For the data below, give again exactly the lines from the one containing "pub fn validate(&self)" through the one containing "for (name, selector) in self.selectors.required()", both ends included, and no others.

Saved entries
BEGIN

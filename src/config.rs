use config::{Config, ConfigError, Environment, File};
use serde::{Deserialize, Serialize};
use std::env;
use std::path::{Path, PathBuf};
use std::time::Duration;
use url::Url;

use crate::browser::Locator;

/// Upper bound for any configured duration (one day).
const MAX_DURATION_MS: u64 = 86_400_000;
const MAX_WAIT_ATTEMPTS: u32 = 100;

#[derive(Debug, Clone, Default, Serialize, Deserialize)]
#[serde(default)]
pub struct AppConfig {
    pub site: SiteConfig,
    pub selectors: SelectorConfig,
    pub timeouts: TimeoutConfig,
    pub limits: LimitsConfig,
    pub browser: BrowserConfig,
    pub output: OutputConfig,
    pub logging: LoggingConfig,
}

#[derive(Debug, Clone, Serialize, Deserialize)]
#[serde(default)]
pub struct SiteConfig {
    pub url: String,
    pub search_term: String,
}

/// Selector set injected into the pipeline. Values are CSS selectors unless
/// prefixed with `xpath:` or starting with `/` or `(`.
#[derive(Debug, Clone, Serialize, Deserialize)]
#[serde(default)]
pub struct SelectorConfig {
    pub consent_clicks: Vec<String>,
    pub search_box: String,
    pub listing_item: String,
    pub listing_title: String,
    pub listing_price: String,
    pub listing_link: String,
    pub detail_rating: Option<String>,
    pub detail_review_count: Option<String>,
    pub review_trigger: String,
    pub review_page_ready: Option<String>,
    pub review_item: String,
    pub review_rating: String,
    pub review_title: String,
    pub review_content: String,
    pub review_posted_by: String,
}

/// Wait budgets, all in milliseconds.
#[derive(Debug, Clone, Serialize, Deserialize)]
#[serde(default)]
pub struct TimeoutConfig {
    pub page_load: u64,
    pub consent_click: u64,
    pub search_box: u64,
    pub listing: u64,
    pub detail_fields: u64,
    pub review_trigger: u64,
    pub review_page_ready: u64,
    pub review_items: u64,
    pub poll_interval: u64,
    pub run_deadline: Option<u64>,
    pub grace_period: u64,
}

#[derive(Debug, Clone, Serialize, Deserialize)]
#[serde(default)]
pub struct LimitsConfig {
    pub max_items: usize,
    pub max_reviews: usize,
    pub workers: usize,
    pub wait_attempts: u32,
    pub retry_pause_ms: u64,
}

#[derive(Debug, Clone, Serialize, Deserialize)]
#[serde(default)]
pub struct BrowserConfig {
    pub headless: bool,
    pub window_width: u32,
    pub window_height: u32,
    pub user_agent: String,
    pub chrome_path: Option<String>,
}

#[derive(Debug, Clone, Serialize, Deserialize)]
#[serde(default)]
pub struct OutputConfig {
    pub data_dir: PathBuf,
    pub products_file: String,
    pub summary_file: String,
}

#[derive(Debug, Clone, Serialize, Deserialize)]
#[serde(default)]
pub struct LoggingConfig {
    pub level: String,
    pub log_dir: Option<PathBuf>,
    pub json: bool,
}

impl Default for SiteConfig {
    fn default() -> Self {
        Self {
            url: "https://www.bestbuy.com/".to_string(),
            search_term: "laptop".to_string(),
        }
    }
}

impl Default for SelectorConfig {
    fn default() -> Self {
        Self {
            consent_clicks: vec!["a.us-link".to_string()],
            search_box: "textarea#autocomplete-search-bar".to_string(),
            listing_item: "li.product-list-item".to_string(),
            listing_title: "h2.product-title".to_string(),
            listing_price: "div[data-testid='price-block-customer-price'] span".to_string(),
            listing_link: "a.product-list-item-link".to_string(),
            detail_rating: None,
            detail_review_count: None,
            review_trigger: "//button[.//span[text()='See All Customer Reviews']]".to_string(),
            review_page_ready: Some("h1.c-section-title.heading-5.v-fw-medium".to_string()),
            review_item: "li.w-full.py-300.py-sm-200.border-light".to_string(),
            review_rating: "span.sr-only".to_string(),
            review_title: "h4.body-copy-lg".to_string(),
            review_content: "p.body-copy-lg".to_string(),
            review_posted_by: "p[data-testid='posted-by']".to_string(),
        }
    }
}

impl Default for TimeoutConfig {
    fn default() -> Self {
        Self {
            page_load: 30_000,
            consent_click: 20_000,
            search_box: 20_000,
            listing: 20_000,
            detail_fields: 5_000,
            review_trigger: 20_000,
            review_page_ready: 20_000,
            review_items: 20_000,
            poll_interval: 250,
            run_deadline: None,
            grace_period: 5_000,
        }
    }
}

impl Default for LimitsConfig {
    fn default() -> Self {
        Self {
            max_items: 50,
            max_reviews: 50,
            workers: 1,
            wait_attempts: 1,
            retry_pause_ms: 500,
        }
    }
}

impl Default for BrowserConfig {
    fn default() -> Self {
        Self {
            headless: true,
            window_width: 1920,
            window_height: 1080,
            user_agent: "Mozilla/5.0 (Windows NT 10.0; Win64; x64) AppleWebKit/537.36 (KHTML, like Gecko) Chrome/120.0.0.0 Safari/537.36".to_string(),
            chrome_path: None,
        }
    }
}

impl Default for OutputConfig {
    fn default() -> Self {
        Self {
            data_dir: PathBuf::from("data"),
            products_file: "products_raw.json".to_string(),
            summary_file: "run_summary.json".to_string(),
        }
    }
}

impl Default for LoggingConfig {
    fn default() -> Self {
        Self {
            level: "info".to_string(),
            log_dir: None,
            json: false,
        }
    }
}

impl TimeoutConfig {
    /// Longest single blocking step any stage may take.
    pub fn longest_wait(&self) -> Duration {
        let longest = [
            self.page_load,
            self.consent_click,
            self.search_box,
            self.listing,
            self.detail_fields,
            self.review_trigger,
            self.review_page_ready,
            self.review_items,
        ]
        .into_iter()
        .max()
        .unwrap_or(self.page_load);
        Duration::from_millis(longest)
    }
}

impl AppConfig {
    /// Load `config/default`, `config/{RUN_MODE}` and `config/local` (all
    /// optional), then `SHELF_SCOUT__*` environment variables.
    pub fn from_env() -> Result<Self, ConfigError> {
        let config = Self::load(Path::new("config"))?;
        config.validate()?;
        Ok(config)
    }

    /// Load without validating, so callers can apply overrides first.
    pub fn load(config_dir: &Path) -> Result<Self, ConfigError> {
        let run_mode = env::var("RUN_MODE").unwrap_or_else(|_| "development".into());
        let source = |name: &str| {
            File::with_name(&config_dir.join(name).to_string_lossy()).required(false)
        };

        let s = Config::builder()
            // Built-in defaults apply to anything the files leave out
            .add_source(source("default"))
            .add_source(source(&run_mode))
            // Local overrides (ignored by git)
            .add_source(source("local"))
            .add_source(
                Environment::with_prefix("SHELF_SCOUT")
                    .separator("__")
                    .list_separator(",")
                    .with_list_parse_key("selectors.consent_clicks")
                    .try_parsing(true),
            )
            .build()?;

        let mut config: AppConfig = s.try_deserialize()?;

        // Add Chrome path from environment if not set
        if config.browser.chrome_path.is_none() {
            config.browser.chrome_path = env::var("CHROME_PATH").ok();
        }

        Ok(config)
    }

    pub fn validate(&self) -> Result<(), ConfigError> {
        // Validate site configuration
        if Url::parse(&self.site.url).is_err() {
            return Err(ConfigError::Message("Invalid site URL format".into()));
        }

        if self.site.search_term.trim().is_empty() {
            return Err(ConfigError::Message("Search term must not be empty".into()));
        }

        // Validate selectors
        for (name, selector) in self.selectors.required() {
            Locator::parse(selector).map_err(|e| {
                ConfigError::Message(format!("Invalid selector for {}: {}", name, e))
            })?;
        }
        for (name, selector) in self.selectors.optional() {
            if let Some(selector) = selector {
                Locator::parse(selector).map_err(|e| {
                    ConfigError::Message(format!("Invalid selector for {}: {}", name, e))
                })?;
            }
        }
        for selector in &self.selectors.consent_clicks {
            Locator::parse(selector).map_err(|e| {
                ConfigError::Message(format!("Invalid consent click selector: {}", e))
            })?;
        }

        // Validate timeouts
        let t = &self.timeouts;
        if [
            t.page_load,
            t.consent_click,
            t.search_box,
            t.listing,
            t.detail_fields,
            t.review_trigger,
            t.review_page_ready,
            t.review_items,
            t.poll_interval,
        ]
        .contains(&0)
        {
            return Err(ConfigError::Message("Timeouts must be greater than 0".into()));
        }

        if t.run_deadline == Some(0) {
            return Err(ConfigError::Message("Run deadline must be greater than 0".into()));
        }

        if [
            t.page_load,
            t.consent_click,
            t.search_box,
            t.listing,
            t.detail_fields,
            t.review_trigger,
            t.review_page_ready,
            t.review_items,
            t.poll_interval,
            t.grace_period,
            t.run_deadline.unwrap_or(0),
            self.limits.retry_pause_ms,
        ]
        .iter()
        .any(|&ms| ms > MAX_DURATION_MS)
        {
            return Err(ConfigError::Message(format!(
                "Timeouts and pauses must not exceed {}ms",
                MAX_DURATION_MS
            )));
        }

        // Validate limits
        if self.limits.max_items == 0 {
            return Err(ConfigError::Message("max_items must be greater than 0".into()));
        }

        if self.limits.workers == 0 {
            return Err(ConfigError::Message("workers must be greater than 0".into()));
        }

        if self.limits.wait_attempts == 0 || self.limits.wait_attempts > MAX_WAIT_ATTEMPTS {
            return Err(ConfigError::Message(format!(
                "wait_attempts must be between 1 and {}",
                MAX_WAIT_ATTEMPTS
            )));
        }

        // Validate browser configuration
        if self.browser.window_width == 0 || self.browser.window_height == 0 {
            return Err(ConfigError::Message("Window size must be greater than 0".into()));
        }

        if self.output.products_file.trim().is_empty() || self.output.summary_file.trim().is_empty() {
            return Err(ConfigError::Message("Output file names must not be empty".into()));
        }

        Ok(())
    }
}

impl SelectorConfig {
    fn required(&self) -> [(&'static str, &String); 11] {
        [
            ("search_box", &self.search_box),
            ("listing_item", &self.listing_item),
            ("listing_title", &self.listing_title),
            ("listing_price", &self.listing_price),
            ("listing_link", &self.listing_link),
            ("review_trigger", &self.review_trigger),
            ("review_item", &self.review_item),
            ("review_rating", &self.review_rating),
            ("review_title", &self.review_title),
            ("review_content", &self.review_content),
            ("review_posted_by", &self.review_posted_by),
        ]
    }

    fn optional(&self) -> [(&'static str, &Option<String>); 3] {
        [
            ("detail_rating", &self.detail_rating),
            ("detail_review_count", &self.detail_review_count),
            ("review_page_ready", &self.review_page_ready),
        ]
    }
}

END

§ Completed task:
    pub fn validate(&self) -> Result<(), ConfigError> {
        // Validate site configuration
        if Url::parse(&self.site.url).is_err() {
            return Err(ConfigError::Message("Invalid site URL format".into()));
        }

        if self.site.search_term.trim().is_empty() {
            return Err(ConfigError::Message("Search term must not be empty".into()));
        }

        // Validate selectors
        for (name, selector) in self.selectors.required() {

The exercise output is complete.